# Goal of the exercise:
Take the entries below and print, exactly, the stretch from the line containing "over named columns." through the line containing "Arc<Vec<String>>, capacity: usize)", both included.

# Source material:
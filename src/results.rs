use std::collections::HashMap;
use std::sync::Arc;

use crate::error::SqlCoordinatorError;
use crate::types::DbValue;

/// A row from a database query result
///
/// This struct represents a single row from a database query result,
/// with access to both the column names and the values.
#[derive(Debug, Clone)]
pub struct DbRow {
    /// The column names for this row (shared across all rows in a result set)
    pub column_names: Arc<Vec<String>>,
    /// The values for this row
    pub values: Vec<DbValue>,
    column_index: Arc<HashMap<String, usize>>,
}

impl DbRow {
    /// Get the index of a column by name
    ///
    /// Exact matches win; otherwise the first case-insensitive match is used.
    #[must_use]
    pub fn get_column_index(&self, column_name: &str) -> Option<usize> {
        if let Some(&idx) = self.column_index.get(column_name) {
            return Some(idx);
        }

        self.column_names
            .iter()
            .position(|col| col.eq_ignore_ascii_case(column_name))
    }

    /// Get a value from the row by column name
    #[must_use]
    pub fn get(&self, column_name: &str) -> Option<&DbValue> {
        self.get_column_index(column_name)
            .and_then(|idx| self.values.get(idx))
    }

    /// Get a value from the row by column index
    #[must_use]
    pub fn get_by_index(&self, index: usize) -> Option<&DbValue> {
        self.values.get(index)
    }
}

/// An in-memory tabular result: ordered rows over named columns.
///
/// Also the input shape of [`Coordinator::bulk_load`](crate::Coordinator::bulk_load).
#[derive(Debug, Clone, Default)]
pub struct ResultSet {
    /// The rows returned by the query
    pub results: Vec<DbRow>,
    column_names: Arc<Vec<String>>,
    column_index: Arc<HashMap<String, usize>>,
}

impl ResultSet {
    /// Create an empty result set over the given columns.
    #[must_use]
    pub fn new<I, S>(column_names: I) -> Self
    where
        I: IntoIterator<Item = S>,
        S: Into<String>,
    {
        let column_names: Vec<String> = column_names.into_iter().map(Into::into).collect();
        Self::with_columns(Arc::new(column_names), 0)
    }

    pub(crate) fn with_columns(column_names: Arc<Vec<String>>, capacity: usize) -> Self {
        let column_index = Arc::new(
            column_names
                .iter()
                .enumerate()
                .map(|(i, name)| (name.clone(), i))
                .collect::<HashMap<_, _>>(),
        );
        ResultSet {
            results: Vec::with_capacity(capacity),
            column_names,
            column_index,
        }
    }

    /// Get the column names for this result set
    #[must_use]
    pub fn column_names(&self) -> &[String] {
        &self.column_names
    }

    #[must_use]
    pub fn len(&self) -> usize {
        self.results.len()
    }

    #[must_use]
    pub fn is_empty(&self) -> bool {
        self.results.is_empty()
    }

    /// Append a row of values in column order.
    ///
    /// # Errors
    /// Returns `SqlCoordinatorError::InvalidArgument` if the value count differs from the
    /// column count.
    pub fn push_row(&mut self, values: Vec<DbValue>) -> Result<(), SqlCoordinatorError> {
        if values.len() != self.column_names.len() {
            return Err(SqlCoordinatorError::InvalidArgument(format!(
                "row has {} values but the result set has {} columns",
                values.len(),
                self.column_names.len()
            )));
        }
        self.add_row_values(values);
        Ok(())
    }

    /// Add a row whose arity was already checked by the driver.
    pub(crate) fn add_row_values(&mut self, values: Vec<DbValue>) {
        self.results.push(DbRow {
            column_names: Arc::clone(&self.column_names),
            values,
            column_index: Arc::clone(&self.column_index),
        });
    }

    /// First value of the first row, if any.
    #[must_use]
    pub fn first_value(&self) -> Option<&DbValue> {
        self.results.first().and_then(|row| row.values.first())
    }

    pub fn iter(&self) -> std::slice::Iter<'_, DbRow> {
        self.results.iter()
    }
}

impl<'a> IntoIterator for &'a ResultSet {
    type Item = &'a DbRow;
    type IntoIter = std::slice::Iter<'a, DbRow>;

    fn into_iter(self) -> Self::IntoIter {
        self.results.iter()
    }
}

# Response below:
/// An in-memory tabular result: ordered rows over named columns.
///
/// Also the input shape of [`Coordinator::bulk_load`](crate::Coordinator::bulk_load).
#[derive(Debug, Clone, Default)]
pub struct ResultSet {
    /// The rows returned by the query
    pub results: Vec<DbRow>,
    column_names: Arc<Vec<String>>,
    column_index: Arc<HashMap<String, usize>>,
}

impl ResultSet {
    /// Create an empty result set over the given columns.
    #[must_use]
    pub fn new<I, S>(column_names: I) -> Self
    where
        I: IntoIterator<Item = S>,
        S: Into<String>,
    {
        let column_names: Vec<String> = column_names.into_iter().map(Into::into).collect();
        Self::with_columns(Arc::new(column_names), 0)
    }

    pub(crate) fn with_columns(column_names: Arc<Vec<String>>, capacity: usize) -> Self {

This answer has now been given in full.